Instructions for the task - In the material below, find the line containing "which is enough" and the line containing "while end <", then reproduce exactly both of them and every line between, and nothing else.
*** Block opens ***
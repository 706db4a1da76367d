//! Stage 5 of the horizontal assembler: codepoint-level run reversal for
//! strongly-RTL text. This is not a full UAX#9 bidi algorithm (no embedding
//! levels, no paired brackets, no mirroring) — it finds maximal runs of
//! strongly-RTL characters and reverses their visual order, which is enough
//! for runs of Hebrew/Arabic text sitting inside an otherwise-LTR paragraph.
//! Complex script shaping is out of scope (see crate docs).

use unicode_bidi::{bidi_class, BidiClass};

use crate::element::{Element, ElementList, TextRun};

pub(super) fn reorder(elements: &mut ElementList) {
    let len = elements.len();
    let mut i = 0;
    while i < len {
        if is_rtl_text(&elements[i]) {
            let start = i;
            let mut end = i;
            while end < len && (is_rtl_text(&elements[end]) || !matches!(elements[end], Element::Text(_))) {
                end += 1;
            }
            while end > start && !is_rtl_text(&elements[end - 1]) {
                end -= 1;
            }
            reverse_rtl_span(&mut elements[start..end]);
            i = end.max(start + 1);
        } else {
            i += 1;
        }
    }
}

fn is_rtl_text(e: &Element) -> bool {
    matches!(e, Element::Text(t) if t.text.chars().next().is_some_and(is_rtl_char))
}

fn is_rtl_char(c: char) -> bool {
    matches!(bidi_class(c), BidiClass::R | BidiClass::AL)
}

/// Reverses the order of the `Text` elements in `span`, leaving any
/// interleaved non-`Text` elements (inter-word `Glue`, `Kern`, ...) at their
/// original positions.
fn reverse_rtl_span(span: &mut [Element]) {
    let positions: Vec<usize> =
        span.iter().enumerate().filter(|(_, e)| matches!(e, Element::Text(_))).map(|(i, _)| i).collect();
    let mut runs: Vec<TextRun> = positions
        .iter()
        .map(|&i| match &span[i] {
            Element::Text(t) => t.clone(),
            _ => unreachable!(),
        })
        .collect();
    runs.reverse();
    for (slot, run) in positions.into_iter().zip(runs) {
        span[slot] = Element::Text(run);
    }
}
/// Badness of a chunk of the given natural size/stretch/shrink against a
/// `target` size. Badness is `100*|ratio|^3`, clamped to 10000; a chunk
/// that can't reach `target` even at full shrink (and isn't backed by
/// infinite glue) is reported `infeasible`.
fn badness(natural: Sp, stretch: Stretch, shrink: Stretch, target: Sp) -> (i64, bool) {
    let diff = target - natural;
    if diff == 0 {
        return (0, false);
    }
    if diff > 0 {
        if stretch.infinite {
            return (0, false);
        }
        if stretch.finite <= 0 {
            return (BADNESS_INFINITE, true);
        }
        (badness_from_ratio(diff as f64 / stretch.finite as f64), false)
    } else {
        let need = -diff;
        if shrink.infinite {
            return (0, false);
        }
        if shrink.finite <= 0 || need > shrink.finite {
            return (BADNESS_INFINITE, true);
        }
        (badness_from_ratio(need as f64 / shrink.finite as f64), false)
    }
}

fn badness_from_ratio(ratio: f64) -> i64 {
    let raw = 100.0 * ratio.abs().powi(3);
    raw.round().min(BADNESS_INFINITE as f64) as i64
}

/// `(lineBadness + weight)^2 + pi*|pi|*sign(pi)`, TeX's demerit formula: a
/// non-negative penalty adds its square, a finite negative penalty
/// subtracts its square (rewarding a break the author flagged as
/// desirable), a forced penalty contributes nothing (it wasn't a choice).
fn demerits(line_badness: i64, penalty: i32, weight: i64) -> i64 {
    let base = (weight + line_badness).pow(2);
    let p = penalty as i64;
    if p >= 0 {
        base + p * p
    } else if penalty > PENALTY_FORCE {
        base - p * p
    } else {
        base
    }
}

#[derive(Clone)]
struct Prefix {
    natural: Vec<Sp>,
    stretch_finite: Vec<i64>,
    stretch_inf: Vec<u32>,
    shrink_finite: Vec<i64>,
    shrink_inf: Vec<u32>,
}

impl Prefix {
    fn build(elements: &[Element]) -> Self {
        let n = elements.len();
        let mut out = Prefix {
            natural: vec![0; n + 1],
            stretch_finite: vec![0; n + 1],
            stretch_inf: vec![0; n + 1],
            shrink_finite: vec![0; n + 1],
            shrink_inf: vec![0; n + 1],
        };
        for i in 0..n {
            let s = elastic_stretch(&elements[i]);
            let sh = elastic_shrink(&elements[i]);
            out.natural[i + 1] = out.natural[i] + natural(&elements[i]);
            out.stretch_finite[i + 1] = out.stretch_finite[i] + s.finite;
            out.stretch_inf[i + 1] = out.stretch_inf[i] + u32::from(s.infinite);
            out.shrink_finite[i + 1] = out.shrink_finite[i] + sh.finite;
            out.shrink_inf[i + 1] = out.shrink_inf[i] + u32::from(sh.infinite);
        }
        out
    }

    fn range(&self, start: usize, end: usize) -> (Sp, Stretch, Stretch) {
        let natural = self.natural[end] - self.natural[start];
        let stretch = Stretch {
            finite: self.stretch_finite[end] - self.stretch_finite[start],
            infinite: self.stretch_inf[end] - self.stretch_inf[start] > 0,
        };
        let shrink = Stretch {
            finite: self.shrink_finite[end] - self.shrink_finite[start],
            infinite: self.shrink_inf[end] - self.shrink_inf[start] > 0,
        };
        (natural, stretch, shrink)
    }
}

struct Node {
    line_start: usize,
    lead: Vec<Element>,
    total_demerits: i64,
    line_number: u32,
    pred: Option<usize>,
    break_index: usize,
    ends_in_hyphen: bool,
}

/// One finished line/page: its materialized children, the fit ratio chosen
/// for it, and the element-list index just past its break (for callers
/// that need to correlate output boxes back to source positions).
pub struct Line {
    pub children: Vec<Element>,
    pub ratio: f64,
    pub break_index: usize,
    pub line_number: u32,
    pub target: Sp,
}

/// Breaks `elements` into lines/pages and renders each via `axis`.
/// `target(line_number)` gives the target size for the `line_number`-th
/// output line/page (0-indexed), so callers can special-case e.g. a first
/// line's indent.
#[tracing::instrument(skip_all)]
pub fn break_list<A: Axis>(
    axis: &A,
    elements: &[Element],
    config: &BreakerConfig,
    target: impl Fn(u32) -> Sp,
) -> Vec<Element> {
    let lines = break_into_lines(axis, elements, config, &target);
    lines.into_iter().map(|line| axis.make_output(line.children, line.target, line.ratio)).collect()
}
*** Block closes ***
Answer box -
//! strongly-RTL characters and reverses their visual order, which is enough
//! for runs of Hebrew/Arabic text sitting inside an otherwise-LTR paragraph.
//! Complex script shaping is out of scope (see crate docs).

use unicode_bidi::{bidi_class, BidiClass};

use crate::element::{Element, ElementList, TextRun};

pub(super) fn reorder(elements: &mut ElementList) {
    let len = elements.len();
    let mut i = 0;
    while i < len {
        if is_rtl_text(&elements[i]) {
            let start = i;
            let mut end = i;
            while end < len && (is_rtl_text(&elements[end]) || !matches!(elements[end], Element::Text(_))) {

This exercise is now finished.